Ah … art. Art is a contentious area for discussion. One person’s work of art is another person’s random spots of paint on a canvas. As Rudyard Kipling once put it, “it’s clever, but is it art?“.
Even artists can’t seem to agree on this topic. Compare and contrast Picasso’s comment that “everything you can imagine is real” with Warhol’s contrarian stance that “an artist is somebody who produces things that people don’t need to have“.
Now add maps into the equation and you have a debate where people probably won’t always agree. So it was with a conversation on Twitter between myself, Steve Chilton, chair of the Society of Cartographers and psychogeographer Graham Hooper. We were talking about a map like this one …
Graham kickstarted the discussion with a fear that the ultimate map, by today’s standards, is merely more accurate old data in a new format. He’s got a point. A lot of today’s maps, particularly digital ones, do take existing data and put a subtly different slant on the way that it’s visualised. He continued with “surely maps, in the broadest sense, need to add value to what is mapped rather than just copy or repeat it in inferior form“.
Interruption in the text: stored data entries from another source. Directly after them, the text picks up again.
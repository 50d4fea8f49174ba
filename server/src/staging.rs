//! Disk-backed staging area for chunked CSV uploads.
//!
//! Chunks are written under their uploaded filename and consumed exactly once
//! when combined. One import run at a time per staging directory; concurrent
//! runs against the same directory are not supported.

use std::path::{Path, PathBuf};

use regex::Regex;
use thiserror::Error;
use tokio::fs::{self, File};
use tokio::io;
use uuid::Uuid;

const COMBINED_PREFIX: &str = "combined-";

#[derive(Error, Debug)]
pub enum StagingError {
    #[error("no chunks staged")]
    NoChunks,

    #[error("invalid chunk name")]
    InvalidName,

    #[error("staging io error: {0}")]
    Io(#[from] std::io::Error),
}

#[derive(Clone)]
pub struct Staging {
    dir: PathBuf,
}

impl Staging {
    pub fn new(dir: impl Into<PathBuf>) -> Self {
        Self { dir: dir.into() }
    }

    /// Stores one chunk under the file-name component of `name`. A later
    /// write to the same name replaces the earlier chunk.
    pub async fn store_chunk(&self, name: &str, bytes: &[u8]) -> Result<(), StagingError> {
        let file_name = Path::new(name)
            .file_name()
            .and_then(|n| n.to_str())
            .ok_or(StagingError::InvalidName)?;
        if file_name.starts_with(COMBINED_PREFIX) {
            return Err(StagingError::InvalidName);
        }

        fs::create_dir_all(&self.dir).await?;
        fs::write(self.dir.join(file_name), bytes).await?;

        Ok(())
    }

    /// Concatenates all staged chunks, in sequence-number order, into one
    /// combined file and returns its path. Each chunk is deleted only after
    /// its bytes have been fully copied.
    pub async fn combine_all(&self) -> Result<PathBuf, StagingError> {
        let chunks = self.staged_chunks().await?;
        if chunks.is_empty() {
            return Err(StagingError::NoChunks);
        }

        let combined = self.dir.join(format!("{COMBINED_PREFIX}{}.csv", Uuid::new_v4()));
        let mut out = File::create(&combined).await?;

        for chunk in chunks {
            let mut input = File::open(&chunk).await?;
            io::copy(&mut input, &mut out).await?;
            fs::remove_file(&chunk).await?;
        }
        out.sync_all().await?;

        Ok(combined)
    }

    /// Removes every staged file, chunks and combined artifacts alike.
    pub async fn clear(&self) -> Result<(), StagingError> {
        let mut entries = match fs::read_dir(&self.dir).await {
            Ok(entries) => entries,
            Err(err) if err.kind() == std::io::ErrorKind::NotFound => return Ok(()),
            Err(err) => return Err(err.into()),
        };

        while let Some(entry) = entries.next_entry().await? {
            if entry.file_type().await?.is_file() {
                fs::remove_file(entry.path()).await?;
            }
        }

        Ok(())
    }

    /// Staged chunk paths sorted by the sequence number embedded in the
    /// filename, then by name. Combined artifacts are not chunks.
    async fn staged_chunks(&self) -> Result<Vec<PathBuf>, StagingError> {
        let mut entries = match fs::read_dir(&self.dir).await {
            Ok(entries) => entries,
            Err(err) if err.kind() == std::io::ErrorKind::NotFound => return Ok(Vec::new()),
            Err(err) => return Err(err.into()),
        };

        let mut chunks = Vec::new();
        while let Some(entry) = entries.next_entry().await? {
            let name = entry.file_name().to_string_lossy().into_owned();
            if name.starts_with(COMBINED_PREFIX) || !entry.file_type().await?.is_file() {
                continue;
            }
            chunks.push((sequence_key(&name), name, entry.path()));
        }

        chunks.sort();
        Ok(chunks.into_iter().map(|(_, _, path)| path).collect())
    }
}

/// First integer embedded in a chunk name; chunks without one sort last.
fn sequence_key(name: &str) -> u64 {
    let digits = Regex::new(r"\d+").unwrap();

    digits
        .find(name)
        .and_then(|m| m.as_str().parse().ok())
        .unwrap_or(u64::MAX)
}

#[cfg(test)]
mod tests {
    use super::*;

    async fn contents(path: &Path) -> String {
        String::from_utf8(fs::read(path).await.unwrap()).unwrap()
    }

    #[tokio::test]
    async fn combines_in_sequence_order() {
        let dir = tempfile::tempdir().unwrap();
        let staging = Staging::new(dir.path());

        staging.store_chunk("part-10.csv", b"ten").await.unwrap();
        staging.store_chunk("part-2.csv", b"two,").await.unwrap();

        let combined = staging.combine_all().await.unwrap();
        assert_eq!(contents(&combined).await, "two,ten");
    }

    #[tokio::test]
    async fn chunks_are_consumed_by_combine() {
        let dir = tempfile::tempdir().unwrap();
        let staging = Staging::new(dir.path());

        staging.store_chunk("c1.csv", b"a").await.unwrap();
        staging.store_chunk("c2.csv", b"b").await.unwrap();

        staging.combine_all().await.unwrap();

        assert!(staging.staged_chunks().await.unwrap().is_empty());
        assert!(matches!(
            staging.combine_all().await,
            Err(StagingError::NoChunks)
        ));
    }

    #[tokio::test]
    async fn empty_staging_is_an_error_and_writes_nothing() {
        let dir = tempfile::tempdir().unwrap();
        let staging = Staging::new(dir.path());

        assert!(matches!(
            staging.combine_all().await,
            Err(StagingError::NoChunks)
        ));
        assert_eq!(std::fs::read_dir(dir.path()).unwrap().count(), 0);
    }

    #[tokio::test]
    async fn last_write_for_a_name_wins() {
        let dir = tempfile::tempdir().unwrap();
        let staging = Staging::new(dir.path());

        staging.store_chunk("c1.csv", b"first").await.unwrap();
        staging.store_chunk("c1.csv", b"second").await.unwrap();

        let combined = staging.combine_all().await.unwrap();
        assert_eq!(contents(&combined).await, "second");
    }

    #[tokio::test]
    async fn chunk_names_are_reduced_to_their_file_name() {
        let dir = tempfile::tempdir().unwrap();
        let staging = Staging::new(dir.path());

        staging
            .store_chunk("nested/dir/c1.csv", b"payload")
            .await
            .unwrap();

        let staged = staging.staged_chunks().await.unwrap();
        assert_eq!(staged.len(), 1);
        assert_eq!(staged[0], dir.path().join("c1.csv"));

        assert!(matches!(
            staging.store_chunk("..", b"x").await,
            Err(StagingError::InvalidName)
        ));
    }

    #[tokio::test]
    async fn clear_removes_chunks_and_combined_files() {
        let dir = tempfile::tempdir().unwrap();
        let staging = Staging::new(dir.path());

        staging.store_chunk("c1.csv", b"a").await.unwrap();
        staging.combine_all().await.unwrap();
        staging.store_chunk("c2.csv", b"b").await.unwrap();

        staging.clear().await.unwrap();
        assert_eq!(std::fs::read_dir(dir.path()).unwrap().count(), 0);
    }
}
Here’s where the debate gets onto thin ice. The notion of what’s inferior is a deeply subjective thing. Likewise, adding value is a much maligned phrase that can mean pretty much anything depending on your interpretation. My ultimate map, if such a thing even exists, will probably differ significantly from yours.
Steve countered with “maps represent the real word, it’s not about being inferior; they can categorise, explain, illustrate and open up that world“.
The map in question is one of those produced by artPause and Graham questioned whether any of these maps “present a new or better understanding, appreciation or awareness of our world“.
I should probably nail my colours to the mast here.
A map can be art. I think I have to side with Steve on this point. Maps as art definitely illustrate our world and they definitely make us appreciate someone else’s view of our world. Yes, they’re produced from existing data, or at least the current data at the time they were made. But if you like maps, you’ll probably like maps as art, even if you sometimes need to put your head to one side, squint a bit and mutter “it’s clever, but is it art?“.